----- DATA PROVIDED

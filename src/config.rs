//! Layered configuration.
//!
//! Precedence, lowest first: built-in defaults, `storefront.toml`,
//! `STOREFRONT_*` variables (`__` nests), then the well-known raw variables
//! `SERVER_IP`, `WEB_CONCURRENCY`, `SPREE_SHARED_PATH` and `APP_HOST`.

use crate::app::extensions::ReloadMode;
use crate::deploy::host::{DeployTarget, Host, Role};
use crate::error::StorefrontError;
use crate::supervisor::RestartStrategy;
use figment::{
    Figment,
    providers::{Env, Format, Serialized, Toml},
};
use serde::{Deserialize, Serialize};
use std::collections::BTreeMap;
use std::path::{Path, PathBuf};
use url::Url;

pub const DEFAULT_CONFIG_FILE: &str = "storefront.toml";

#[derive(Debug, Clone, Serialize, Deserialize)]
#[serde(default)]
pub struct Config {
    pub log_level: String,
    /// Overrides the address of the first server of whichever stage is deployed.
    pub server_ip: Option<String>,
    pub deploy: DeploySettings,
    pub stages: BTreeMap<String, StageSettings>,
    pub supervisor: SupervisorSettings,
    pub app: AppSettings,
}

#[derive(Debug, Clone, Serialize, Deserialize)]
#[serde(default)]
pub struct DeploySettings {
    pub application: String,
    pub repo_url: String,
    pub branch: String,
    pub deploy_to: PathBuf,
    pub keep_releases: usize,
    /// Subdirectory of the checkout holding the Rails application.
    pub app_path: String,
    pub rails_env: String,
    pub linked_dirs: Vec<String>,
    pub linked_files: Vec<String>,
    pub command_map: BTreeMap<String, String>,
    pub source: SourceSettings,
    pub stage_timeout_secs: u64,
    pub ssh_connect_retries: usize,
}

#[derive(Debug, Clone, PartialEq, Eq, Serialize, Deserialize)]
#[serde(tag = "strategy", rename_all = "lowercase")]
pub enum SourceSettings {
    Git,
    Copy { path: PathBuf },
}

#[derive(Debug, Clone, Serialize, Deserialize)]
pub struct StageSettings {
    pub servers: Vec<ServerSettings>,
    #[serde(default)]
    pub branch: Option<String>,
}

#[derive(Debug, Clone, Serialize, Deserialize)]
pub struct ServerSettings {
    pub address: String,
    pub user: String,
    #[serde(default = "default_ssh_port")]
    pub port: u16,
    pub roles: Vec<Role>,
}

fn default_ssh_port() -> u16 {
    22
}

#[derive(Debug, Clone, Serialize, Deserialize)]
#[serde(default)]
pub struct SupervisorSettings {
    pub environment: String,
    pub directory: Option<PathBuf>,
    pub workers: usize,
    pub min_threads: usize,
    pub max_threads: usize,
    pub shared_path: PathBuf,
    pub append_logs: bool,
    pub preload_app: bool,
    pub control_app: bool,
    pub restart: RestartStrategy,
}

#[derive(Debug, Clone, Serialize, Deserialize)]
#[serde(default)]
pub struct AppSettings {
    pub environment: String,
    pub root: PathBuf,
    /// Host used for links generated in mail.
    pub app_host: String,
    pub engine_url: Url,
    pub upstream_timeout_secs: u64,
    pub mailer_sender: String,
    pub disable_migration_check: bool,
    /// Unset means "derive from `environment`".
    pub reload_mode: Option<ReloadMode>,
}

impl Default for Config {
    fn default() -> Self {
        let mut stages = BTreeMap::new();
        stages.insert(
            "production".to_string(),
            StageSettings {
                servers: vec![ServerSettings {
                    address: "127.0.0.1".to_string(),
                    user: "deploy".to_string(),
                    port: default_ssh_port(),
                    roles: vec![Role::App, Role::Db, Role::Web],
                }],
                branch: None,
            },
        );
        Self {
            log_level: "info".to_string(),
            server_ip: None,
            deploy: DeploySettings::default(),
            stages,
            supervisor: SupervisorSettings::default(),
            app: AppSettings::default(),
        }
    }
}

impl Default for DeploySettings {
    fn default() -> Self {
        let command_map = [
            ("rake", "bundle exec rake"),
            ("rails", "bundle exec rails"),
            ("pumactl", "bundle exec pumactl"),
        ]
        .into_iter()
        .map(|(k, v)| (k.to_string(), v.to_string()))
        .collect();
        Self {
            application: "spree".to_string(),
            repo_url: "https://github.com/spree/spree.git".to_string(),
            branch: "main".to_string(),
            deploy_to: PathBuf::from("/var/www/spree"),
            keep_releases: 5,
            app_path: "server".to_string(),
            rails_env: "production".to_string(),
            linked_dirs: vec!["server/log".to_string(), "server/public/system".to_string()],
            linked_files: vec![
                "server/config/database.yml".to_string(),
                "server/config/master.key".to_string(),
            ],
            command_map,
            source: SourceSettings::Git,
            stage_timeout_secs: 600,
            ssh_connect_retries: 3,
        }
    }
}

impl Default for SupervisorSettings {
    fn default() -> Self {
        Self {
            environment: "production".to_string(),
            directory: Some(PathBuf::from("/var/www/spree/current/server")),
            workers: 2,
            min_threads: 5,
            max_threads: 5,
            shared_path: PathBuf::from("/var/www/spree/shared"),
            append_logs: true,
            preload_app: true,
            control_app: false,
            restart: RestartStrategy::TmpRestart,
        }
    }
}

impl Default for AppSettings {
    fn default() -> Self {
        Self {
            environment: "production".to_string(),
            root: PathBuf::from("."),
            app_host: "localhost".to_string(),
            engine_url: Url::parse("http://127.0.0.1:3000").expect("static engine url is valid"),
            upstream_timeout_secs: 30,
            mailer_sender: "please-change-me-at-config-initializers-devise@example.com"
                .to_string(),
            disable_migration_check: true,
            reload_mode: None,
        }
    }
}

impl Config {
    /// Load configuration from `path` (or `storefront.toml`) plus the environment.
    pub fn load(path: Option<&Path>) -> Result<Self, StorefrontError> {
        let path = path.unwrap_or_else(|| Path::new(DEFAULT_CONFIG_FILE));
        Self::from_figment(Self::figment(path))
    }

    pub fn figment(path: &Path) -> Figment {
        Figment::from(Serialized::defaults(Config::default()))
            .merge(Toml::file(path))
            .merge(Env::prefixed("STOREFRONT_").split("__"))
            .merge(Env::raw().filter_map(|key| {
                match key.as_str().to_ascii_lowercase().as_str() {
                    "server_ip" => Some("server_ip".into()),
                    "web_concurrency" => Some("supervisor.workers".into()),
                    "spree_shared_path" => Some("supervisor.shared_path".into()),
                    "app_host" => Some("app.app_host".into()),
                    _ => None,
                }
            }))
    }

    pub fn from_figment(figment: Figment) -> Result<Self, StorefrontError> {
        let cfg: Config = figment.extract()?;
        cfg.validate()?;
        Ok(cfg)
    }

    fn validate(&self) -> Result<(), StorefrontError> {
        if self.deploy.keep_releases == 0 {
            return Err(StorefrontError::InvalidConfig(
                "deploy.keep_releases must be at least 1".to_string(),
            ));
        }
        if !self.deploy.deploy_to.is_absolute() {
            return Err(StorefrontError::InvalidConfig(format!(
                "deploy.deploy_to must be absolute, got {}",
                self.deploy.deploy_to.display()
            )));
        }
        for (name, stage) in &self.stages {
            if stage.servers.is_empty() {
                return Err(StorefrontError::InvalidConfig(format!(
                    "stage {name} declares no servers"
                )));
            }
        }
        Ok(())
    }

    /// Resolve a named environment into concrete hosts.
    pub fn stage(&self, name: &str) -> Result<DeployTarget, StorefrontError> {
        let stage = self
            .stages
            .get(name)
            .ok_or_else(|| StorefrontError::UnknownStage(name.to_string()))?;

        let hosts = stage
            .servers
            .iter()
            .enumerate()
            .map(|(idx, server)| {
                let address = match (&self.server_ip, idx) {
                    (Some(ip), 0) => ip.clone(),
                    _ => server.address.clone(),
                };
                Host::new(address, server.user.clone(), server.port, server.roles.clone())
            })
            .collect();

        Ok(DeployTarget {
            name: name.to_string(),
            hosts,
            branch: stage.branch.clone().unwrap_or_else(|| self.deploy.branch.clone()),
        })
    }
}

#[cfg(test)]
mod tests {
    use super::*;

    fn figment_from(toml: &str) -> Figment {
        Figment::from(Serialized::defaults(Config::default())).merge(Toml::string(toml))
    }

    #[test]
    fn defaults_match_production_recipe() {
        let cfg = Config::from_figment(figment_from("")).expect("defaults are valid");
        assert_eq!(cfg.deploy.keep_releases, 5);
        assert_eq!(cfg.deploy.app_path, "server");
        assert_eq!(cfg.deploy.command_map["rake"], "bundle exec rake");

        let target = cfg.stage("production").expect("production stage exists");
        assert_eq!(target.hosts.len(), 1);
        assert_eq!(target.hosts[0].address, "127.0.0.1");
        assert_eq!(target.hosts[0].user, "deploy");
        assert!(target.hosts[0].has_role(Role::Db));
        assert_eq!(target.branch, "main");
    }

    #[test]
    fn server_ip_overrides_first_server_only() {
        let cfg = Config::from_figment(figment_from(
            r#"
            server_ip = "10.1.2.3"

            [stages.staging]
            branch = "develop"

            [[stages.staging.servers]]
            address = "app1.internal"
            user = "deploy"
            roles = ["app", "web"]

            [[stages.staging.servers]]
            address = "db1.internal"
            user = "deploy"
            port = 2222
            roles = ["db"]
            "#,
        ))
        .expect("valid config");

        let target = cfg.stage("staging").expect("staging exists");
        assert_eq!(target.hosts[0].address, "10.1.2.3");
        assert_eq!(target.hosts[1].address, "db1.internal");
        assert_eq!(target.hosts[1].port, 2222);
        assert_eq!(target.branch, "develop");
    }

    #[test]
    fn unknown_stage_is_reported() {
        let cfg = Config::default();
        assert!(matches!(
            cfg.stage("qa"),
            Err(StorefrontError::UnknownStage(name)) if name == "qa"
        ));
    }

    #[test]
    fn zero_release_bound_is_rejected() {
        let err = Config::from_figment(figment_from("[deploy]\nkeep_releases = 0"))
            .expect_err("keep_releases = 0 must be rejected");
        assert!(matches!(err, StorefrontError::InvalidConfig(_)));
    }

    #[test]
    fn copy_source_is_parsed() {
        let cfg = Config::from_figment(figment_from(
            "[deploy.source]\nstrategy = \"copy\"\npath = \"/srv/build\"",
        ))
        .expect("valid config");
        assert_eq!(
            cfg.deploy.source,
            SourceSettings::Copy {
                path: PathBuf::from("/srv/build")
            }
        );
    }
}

----------
----- DATA PROVIDED

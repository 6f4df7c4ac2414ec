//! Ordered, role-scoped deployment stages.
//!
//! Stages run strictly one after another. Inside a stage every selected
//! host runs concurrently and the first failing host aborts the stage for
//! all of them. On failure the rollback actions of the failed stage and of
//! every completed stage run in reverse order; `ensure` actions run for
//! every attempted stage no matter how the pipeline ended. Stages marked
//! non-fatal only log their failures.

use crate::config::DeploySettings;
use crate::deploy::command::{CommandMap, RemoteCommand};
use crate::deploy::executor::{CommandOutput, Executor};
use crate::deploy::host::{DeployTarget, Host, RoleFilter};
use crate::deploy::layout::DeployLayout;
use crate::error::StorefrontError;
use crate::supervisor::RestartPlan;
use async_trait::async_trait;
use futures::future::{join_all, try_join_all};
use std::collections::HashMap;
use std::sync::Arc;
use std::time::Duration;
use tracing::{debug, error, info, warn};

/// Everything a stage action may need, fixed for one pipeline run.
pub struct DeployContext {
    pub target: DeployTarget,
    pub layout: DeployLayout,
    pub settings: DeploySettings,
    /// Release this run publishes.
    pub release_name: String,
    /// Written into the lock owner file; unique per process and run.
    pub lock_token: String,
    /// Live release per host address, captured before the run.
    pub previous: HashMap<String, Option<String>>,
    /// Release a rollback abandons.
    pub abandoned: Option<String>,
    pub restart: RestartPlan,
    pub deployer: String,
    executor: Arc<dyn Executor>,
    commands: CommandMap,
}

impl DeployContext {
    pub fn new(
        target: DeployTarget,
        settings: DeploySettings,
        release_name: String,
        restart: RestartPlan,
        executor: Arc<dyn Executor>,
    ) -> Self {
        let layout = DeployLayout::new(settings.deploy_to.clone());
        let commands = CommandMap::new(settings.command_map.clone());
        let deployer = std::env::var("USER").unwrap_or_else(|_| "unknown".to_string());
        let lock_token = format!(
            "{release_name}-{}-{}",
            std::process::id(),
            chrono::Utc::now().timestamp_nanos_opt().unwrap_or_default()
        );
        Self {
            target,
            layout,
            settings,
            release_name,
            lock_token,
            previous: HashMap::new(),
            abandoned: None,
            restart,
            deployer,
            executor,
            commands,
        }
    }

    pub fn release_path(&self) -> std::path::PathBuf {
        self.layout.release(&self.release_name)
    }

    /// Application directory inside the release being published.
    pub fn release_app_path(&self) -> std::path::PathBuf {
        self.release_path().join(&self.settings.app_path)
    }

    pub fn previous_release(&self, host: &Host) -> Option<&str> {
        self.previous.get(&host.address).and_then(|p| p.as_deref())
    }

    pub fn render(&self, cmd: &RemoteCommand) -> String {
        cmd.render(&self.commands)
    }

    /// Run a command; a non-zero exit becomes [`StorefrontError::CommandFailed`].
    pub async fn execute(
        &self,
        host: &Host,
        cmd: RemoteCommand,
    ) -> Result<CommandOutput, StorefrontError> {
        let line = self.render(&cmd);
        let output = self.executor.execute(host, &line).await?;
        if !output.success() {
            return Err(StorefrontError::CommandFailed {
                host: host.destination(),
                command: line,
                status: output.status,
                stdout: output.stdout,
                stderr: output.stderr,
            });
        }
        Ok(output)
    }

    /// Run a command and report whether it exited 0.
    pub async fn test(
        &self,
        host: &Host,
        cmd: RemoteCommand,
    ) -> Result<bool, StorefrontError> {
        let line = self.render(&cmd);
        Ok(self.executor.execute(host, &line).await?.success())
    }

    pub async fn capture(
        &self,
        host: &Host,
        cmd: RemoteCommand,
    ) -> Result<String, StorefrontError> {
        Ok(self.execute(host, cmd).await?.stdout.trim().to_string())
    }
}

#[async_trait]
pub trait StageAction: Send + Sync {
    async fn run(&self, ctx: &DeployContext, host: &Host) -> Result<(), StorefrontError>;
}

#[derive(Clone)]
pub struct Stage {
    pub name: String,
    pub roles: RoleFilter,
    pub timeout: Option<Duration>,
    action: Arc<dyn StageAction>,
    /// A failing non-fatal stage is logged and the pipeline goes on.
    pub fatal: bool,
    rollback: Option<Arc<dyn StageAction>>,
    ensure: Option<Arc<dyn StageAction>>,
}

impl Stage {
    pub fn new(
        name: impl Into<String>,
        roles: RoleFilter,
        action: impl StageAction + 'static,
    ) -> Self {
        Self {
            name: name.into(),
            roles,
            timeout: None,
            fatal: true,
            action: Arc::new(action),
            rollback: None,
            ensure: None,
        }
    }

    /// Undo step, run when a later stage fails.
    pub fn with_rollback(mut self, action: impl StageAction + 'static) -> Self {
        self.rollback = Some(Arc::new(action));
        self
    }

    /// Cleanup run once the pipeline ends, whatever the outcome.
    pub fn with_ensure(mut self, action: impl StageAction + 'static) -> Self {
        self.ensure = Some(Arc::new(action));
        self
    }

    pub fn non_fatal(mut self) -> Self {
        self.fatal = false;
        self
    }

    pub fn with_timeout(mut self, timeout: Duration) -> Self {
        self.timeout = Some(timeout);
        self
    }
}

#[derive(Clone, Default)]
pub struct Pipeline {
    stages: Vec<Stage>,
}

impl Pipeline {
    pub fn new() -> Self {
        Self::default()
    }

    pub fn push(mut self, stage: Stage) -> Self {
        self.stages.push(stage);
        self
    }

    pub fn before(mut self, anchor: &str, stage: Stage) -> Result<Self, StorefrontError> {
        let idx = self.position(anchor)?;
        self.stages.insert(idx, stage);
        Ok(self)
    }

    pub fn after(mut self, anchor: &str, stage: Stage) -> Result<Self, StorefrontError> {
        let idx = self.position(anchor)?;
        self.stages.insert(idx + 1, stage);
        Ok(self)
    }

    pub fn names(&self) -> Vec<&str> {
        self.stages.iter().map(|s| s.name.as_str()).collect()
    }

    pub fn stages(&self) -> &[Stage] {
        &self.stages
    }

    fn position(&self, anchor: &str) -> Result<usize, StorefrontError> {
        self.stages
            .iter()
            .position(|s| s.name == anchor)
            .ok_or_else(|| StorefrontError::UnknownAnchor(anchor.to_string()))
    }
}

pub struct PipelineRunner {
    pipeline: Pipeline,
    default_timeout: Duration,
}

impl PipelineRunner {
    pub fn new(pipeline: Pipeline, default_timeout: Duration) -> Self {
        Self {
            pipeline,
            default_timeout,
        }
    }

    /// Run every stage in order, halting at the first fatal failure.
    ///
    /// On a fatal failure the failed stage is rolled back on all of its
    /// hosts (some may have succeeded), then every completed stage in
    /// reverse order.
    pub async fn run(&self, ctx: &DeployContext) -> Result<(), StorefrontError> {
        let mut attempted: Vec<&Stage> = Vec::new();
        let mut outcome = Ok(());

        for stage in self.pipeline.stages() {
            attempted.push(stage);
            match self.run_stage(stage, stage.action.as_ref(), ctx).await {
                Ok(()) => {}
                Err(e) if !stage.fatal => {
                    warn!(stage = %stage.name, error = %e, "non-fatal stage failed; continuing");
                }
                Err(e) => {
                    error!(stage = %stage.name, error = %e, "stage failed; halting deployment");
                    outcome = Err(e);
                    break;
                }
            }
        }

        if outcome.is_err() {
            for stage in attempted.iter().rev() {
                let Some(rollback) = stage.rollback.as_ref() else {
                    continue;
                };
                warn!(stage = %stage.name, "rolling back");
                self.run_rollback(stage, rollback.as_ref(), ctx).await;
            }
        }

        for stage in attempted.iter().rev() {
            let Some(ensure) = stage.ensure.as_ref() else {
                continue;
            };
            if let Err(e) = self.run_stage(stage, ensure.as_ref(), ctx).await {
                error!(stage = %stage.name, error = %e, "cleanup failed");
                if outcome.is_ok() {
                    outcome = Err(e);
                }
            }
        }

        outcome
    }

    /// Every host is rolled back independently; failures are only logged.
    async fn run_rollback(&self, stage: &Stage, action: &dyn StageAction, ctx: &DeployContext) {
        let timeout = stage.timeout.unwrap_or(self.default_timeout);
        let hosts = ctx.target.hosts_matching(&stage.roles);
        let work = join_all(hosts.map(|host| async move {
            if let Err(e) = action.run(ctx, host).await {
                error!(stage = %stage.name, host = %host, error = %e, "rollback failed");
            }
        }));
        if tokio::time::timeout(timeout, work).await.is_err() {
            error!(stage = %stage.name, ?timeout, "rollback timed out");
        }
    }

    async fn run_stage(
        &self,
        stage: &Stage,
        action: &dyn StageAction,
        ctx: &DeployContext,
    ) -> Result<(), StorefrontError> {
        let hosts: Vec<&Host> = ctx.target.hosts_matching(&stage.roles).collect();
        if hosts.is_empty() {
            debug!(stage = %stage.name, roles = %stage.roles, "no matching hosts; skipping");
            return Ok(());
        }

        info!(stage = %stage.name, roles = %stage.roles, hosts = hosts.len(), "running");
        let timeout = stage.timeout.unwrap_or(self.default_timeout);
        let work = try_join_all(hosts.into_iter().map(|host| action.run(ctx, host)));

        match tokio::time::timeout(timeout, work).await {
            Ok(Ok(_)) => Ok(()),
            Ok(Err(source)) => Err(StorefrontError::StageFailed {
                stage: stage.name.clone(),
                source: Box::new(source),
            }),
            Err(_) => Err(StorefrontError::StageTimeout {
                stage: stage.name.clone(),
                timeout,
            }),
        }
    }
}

----------

Locate the word "rolled" in the records above, and return each line that has it.

### WRITTEN ANSWER
    /// On a fatal failure the failed stage is rolled back on all of its
    /// Every host is rolled back independently; failures are only logged.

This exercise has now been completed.